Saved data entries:
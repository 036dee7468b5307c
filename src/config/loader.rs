//! Configuration loading

use std::fs;
use std::path::{Path, PathBuf};

use crate::error::{CatpickError, CatpickResult};

use super::types::Config;

/// Project-level config file name
pub const PROJECT_CONFIG_FILE: &str = "catpick.toml";

/// Non-fatal configuration warning surfaced to CLI users.
#[derive(Debug, Clone, PartialEq, Eq)]
pub struct ConfigWarning {
    pub key: String,
    pub file: PathBuf,
    pub line: Option<usize>,
    pub suggestion: Option<String>,
}

/// Load configuration and collect non-fatal warnings (e.g. unknown keys).
///
/// A relative `[tree] path` is resolved against the config file's directory.
pub fn load_with_warnings(path: &Path) -> CatpickResult<(Config, Vec<ConfigWarning>)> {
    let content = fs::read_to_string(path)?;

    let mut unknown_paths: Vec<String> = Vec::new();
    let deserializer = toml::de::Deserializer::new(&content);

    let mut config: Config = serde_ignored::deserialize(deserializer, |p| {
        unknown_paths.push(p.to_string());
    })
    .map_err(|e| CatpickError::InvalidConfig {
        file: path.to_path_buf(),
        message: e.to_string(),
    })?;

    if let (Some(tree_path), Some(dir)) = (config.tree.path.as_ref(), path.parent()) {
        if tree_path.is_relative() {
            config.tree.path = Some(dir.join(tree_path));
        }
    }

    let warnings = unknown_paths
        .into_iter()
        .map(|path_str| {
            let key = path_str
                .split('.')
                .next_back()
                .unwrap_or(path_str.as_str())
                .to_string();
            ConfigWarning {
                key: key.clone(),
                file: path.to_path_buf(),
                line: find_line_number(&content, &key),
                suggestion: suggest_key(&key),
            }
        })
        .collect();

    Ok((config, warnings))
}

/// Load from project config, user config, or defaults
pub fn load_or_default(project_root: Option<&Path>) -> Config {
    let get_env = |key: &str| std::env::var(key).ok();

    if let Some(root) = project_root {
        let project_config = root.join(PROJECT_CONFIG_FILE);
        if let Some(config) = load_logged(&project_config) {
            return with_env_overrides(config, get_env);
        }
    }

    if let Some(user_config_dir) = dirs_config_dir() {
        let user_config = user_config_dir.join("catpick/config.toml");
        if let Some(config) = load_logged(&user_config) {
            return with_env_overrides(config, get_env);
        }
    }

    with_env_overrides(Config::default(), get_env)
}

fn load_logged(path: &Path) -> Option<Config> {
    if !path.exists() {
        return None;
    }
    match load_with_warnings(path) {
        Ok((config, warnings)) => {
            for w in &warnings {
                tracing::warn!(
                    key = %w.key,
                    file = %w.file.display(),
                    suggestion = w.suggestion.as_deref().unwrap_or(""),
                    "unknown config key"
                );
            }
            tracing::debug!(file = %path.display(), "config loaded");
            Some(config)
        }
        Err(e) => {
            tracing::warn!(file = %path.display(), error = %e, "ignoring unreadable config");
            None
        }
    }
}

/// Apply environment variable overrides (CATPICK_* prefix)
pub fn with_env_overrides(
    mut config: Config,
    get_env: impl Fn(&str) -> Option<String>,
) -> Config {
    if let Some(path) = get_env("CATPICK_TREE").filter(|p| !p.is_empty()) {
        config.tree.path = Some(PathBuf::from(path));
    }

    if let Some(placeholder) = get_env("CATPICK_PLACEHOLDER") {
        config.picker.placeholder = placeholder;
    }

    if let Some(separator) = get_env("CATPICK_SEPARATOR").filter(|s| !s.is_empty()) {
        config.picker.breadcrumb_separator = separator;
    }

    if let Some(val) = get_env("CATPICK_UNICODE") {
        config.output.unicode = val.to_lowercase() != "false" && val != "0";
    }

    config
}

/// Get XDG config directory
fn dirs_config_dir() -> Option<PathBuf> {
    std::env::var("XDG_CONFIG_HOME")
        .ok()
        .map(PathBuf::from)
        .or_else(|| {
            std::env::var("HOME")
                .ok()
                .map(|h| PathBuf::from(h).join(".config"))
        })
}

fn find_line_number(content: &str, needle: &str) -> Option<usize> {
    content
        .lines()
        .position(|line| line.contains(needle))
        .map(|i| i + 1)
}

fn suggest_key(unknown: &str) -> Option<String> {
    const CANDIDATES: &[&str] = &[
        "tree",
        "path",
        "picker",
        "placeholder",
        "breadcrumb_separator",
        "output",
        "unicode",
        "shortcuts",
        "label",
        "key",
    ];

    let mut best: Option<(&str, usize)> = None;
    for candidate in CANDIDATES {
        let dist = levenshtein(unknown, candidate);
        best = match best {
            None => Some((candidate, dist)),
            Some((_, best_dist)) if dist < best_dist => Some((candidate, dist)),
            Some(current) => Some(current),
        };
    }

    match best {
        Some((candidate, dist)) if dist <= 2 => Some(candidate.to_string()),
        _ => None,
    }
}

fn levenshtein(a: &str, b: &str) -> usize {
    if a == b {
        return 0;
    }

    let a: Vec<char> = a.chars().collect();
    let b: Vec<char> = b.chars().collect();

    let mut prev: Vec<usize> = (0..=b.len()).collect();
    let mut curr = vec![0usize; b.len() + 1];

    for (i, ac) in a.iter().enumerate() {
        curr[0] = i + 1;
        for (j, bc) in b.iter().enumerate() {
            let cost = usize::from(ac != bc);
            curr[j + 1] = (prev[j + 1] + 1).min(curr[j] + 1).min(prev[j] + cost);
        }
        prev.clone_from_slice(&curr);
    }

    prev[b.len()]
}
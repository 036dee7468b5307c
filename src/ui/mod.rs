//! Terminal presentation for the binary: icons, capability detection,
//! NDJSON output and the interactive tree picker.

pub mod json;
pub mod terminal;
pub mod theme;
pub mod widgets;
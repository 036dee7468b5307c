//! NDJSON output for `--json` mode.
//!
//! Every line is one object with an `event` field; command results use
//! `"event": "data"` and carry the command name.

use std::io::{self, Write};

use serde::Serialize;

/// Write a single NDJSON event (one JSON object per line).
pub fn write_event(out: &mut impl Write, event: &serde_json::Value) -> io::Result<()> {
    let line = serde_json::to_string(event).unwrap_or_else(|_| "{}".to_string());
    out.write_all(line.as_bytes())?;
    out.write_all(b"\n")?;
    Ok(())
}

/// Convenience helper that writes to stdout.
pub fn emit(event: serde_json::Value) -> io::Result<()> {
    let mut out = io::stdout().lock();
    write_event(&mut out, &event)
}

/// Build a `data` event for `command` with `payload` merged in
pub fn data_event<T: Serialize>(command: &str, payload: &T) -> io::Result<serde_json::Value> {
    let payload =
        serde_json::to_value(payload).map_err(|e| io::Error::new(io::ErrorKind::InvalidData, e))?;
    let mut event = serde_json::json!({
        "event": "data",
        "command": command,
    });
    if let (Some(target), serde_json::Value::Object(fields)) = (event.as_object_mut(), payload) {
        for (key, value) in fields {
            target.entry(key).or_insert(value);
        }
    }
    Ok(event)
}
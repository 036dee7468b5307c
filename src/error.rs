//! Error types for Catpick
//!
//! Uses `thiserror` for library errors; the binary wraps them in `anyhow`.

use std::path::PathBuf;
use thiserror::Error;

use crate::domain::ports::TreeSourceError;

/// Result type alias for Catpick operations
pub type CatpickResult<T> = Result<T, CatpickError>;

/// Main error type for Catpick operations
#[derive(Error, Debug)]
pub enum CatpickError {
    /// A tree node is missing a required field (or has it empty)
    #[error("missing required field '{field}' at {location}")]
    MissingField {
        field: &'static str,
        location: String,
    },

    /// The payload is not a valid category tree document
    #[error("invalid category payload: {message}")]
    InvalidPayload { message: String },

    /// A value was used that no node in the tree carries
    #[error("unknown category value '{value}'")]
    UnknownValue { value: String },

    /// A shortcut label could not be resolved to a tree node
    #[error("no category named '{label}' for shortcut")]
    UnknownShortcut { label: String },

    /// Configuration file could not be parsed
    #[error("invalid config in {file}: {message}")]
    InvalidConfig { file: PathBuf, message: String },

    /// Tree source failure (file missing, unreadable)
    #[error(transparent)]
    Source(#[from] TreeSourceError),

    /// IO error
    #[error("IO error: {0}")]
    Io(#[from] std::io::Error),
}
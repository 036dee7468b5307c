//! Domain entities

mod category;

pub use category::{CategoryNode, CategoryTree, Walk};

REQUIRED WORK: With the string "command" as the key, filter the data above and show the lines that match.

SOLUTION BELOW:
//! Every line is one object with an `event` field; command results use
//! `"event": "data"` and carry the command name.
/// Build a `data` event for `command` with `payload` merged in
pub fn data_event<T: Serialize>(command: &str, payload: &T) -> io::Result<serde_json::Value> {
        "command": command,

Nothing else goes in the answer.